写真が一般に評価されるときの言葉はきわめて貧弱である。構図、明るい部分など、絵画の語彙に寄生していることもある。写真がうまいとかおもしろい、力がある、複雑だ、単純だ、あるいはーー好んでいわれるーーうそのように単純だといって誉められるときのように、およそ漠然とした類いの判断からなることの方が多い。
言葉が貧しい理由は偶然ではない。つまり、写真批評の豊かな伝統がないということである。それは写真を芸術と見るとき、いつも写真自体に備わっているなにかである。写真は(少なくとも伝統的に考えられた)絵画とはまったくちがった想像力の過程と、趣味への訴えを提案する。(前掲書p.171)

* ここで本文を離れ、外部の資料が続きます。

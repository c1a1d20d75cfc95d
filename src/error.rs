use miette::{Diagnostic, SourceSpan};
use thiserror::Error;

use crate::entry::ConversationId;

pub type DialogueResult<T> = Result<T, DialogueError>;

#[derive(Debug, Error, Diagnostic)]
pub enum DialogueError {
    #[error("no conversation data for id {id}")]
    #[diagnostic(code("dialogue.not_found"))]
    NotFound { id: ConversationId },
    #[error("invalid conversation: {0}")]
    #[diagnostic(code("dialogue.invalid_conversation"))]
    InvalidConversation(String),
    #[error("resource limit exceeded: {0}")]
    #[diagnostic(code("dialogue.resource_limit"))]
    ResourceLimit(String),
    #[error("serialization error: {message}")]
    #[diagnostic(code("dialogue.serialization"))]
    Serialization {
        message: String,
        #[source_code]
        src: String,
        #[label("here")]
        span: SourceSpan,
    },
    #[error("config error: {0}")]
    #[diagnostic(code("dialogue.config"))]
    Config(String),
    #[error("io error: {0}")]
    #[diagnostic(code("dialogue.io"))]
    Io(#[from] std::io::Error),
}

「期待の地平」とはそのジャンルの鑑賞者が培ってきた語彙のことでもある。スミスはキリスト教圏の視点からある伝統的な構図を繰り出し、絵画の語彙を鑑賞者に喚起させた。しかしソンタグによれば、おそらくそれは写真にとっては「貧しい」ことなのだろう。
ここで結論に明確なかたちを与えることはできないのだが、写真を見るときの語彙が、絵画だけに頼ってしまっていては『写真論』が日本語訳された79年の時点から何も進歩がないと言われても、反論ができない。最低限慎みたいのは、美しい画面を見たとき、「絵画みたい」と漏らしてしまうことだ。それでは絵画のような写真を志向する「ピクトリアリズム」の流行った150年前に逆戻りではないか。
では、写真を見て驚くとはどのようなことか。ひとつには、バルトの言葉に戻ってしまうが、「それ」が「あった」ということであろう。おそらくそれを突き詰めるにせよ、逆手に取るにせよ、すぐれた写真とは存在の〈顔〉を時間からはぎ取ったものである。こう感覚的にしか断言できないが、この予測が大きくは外れていないことに期待をこめて、「見る」ときの思考のスケッチを終えよう。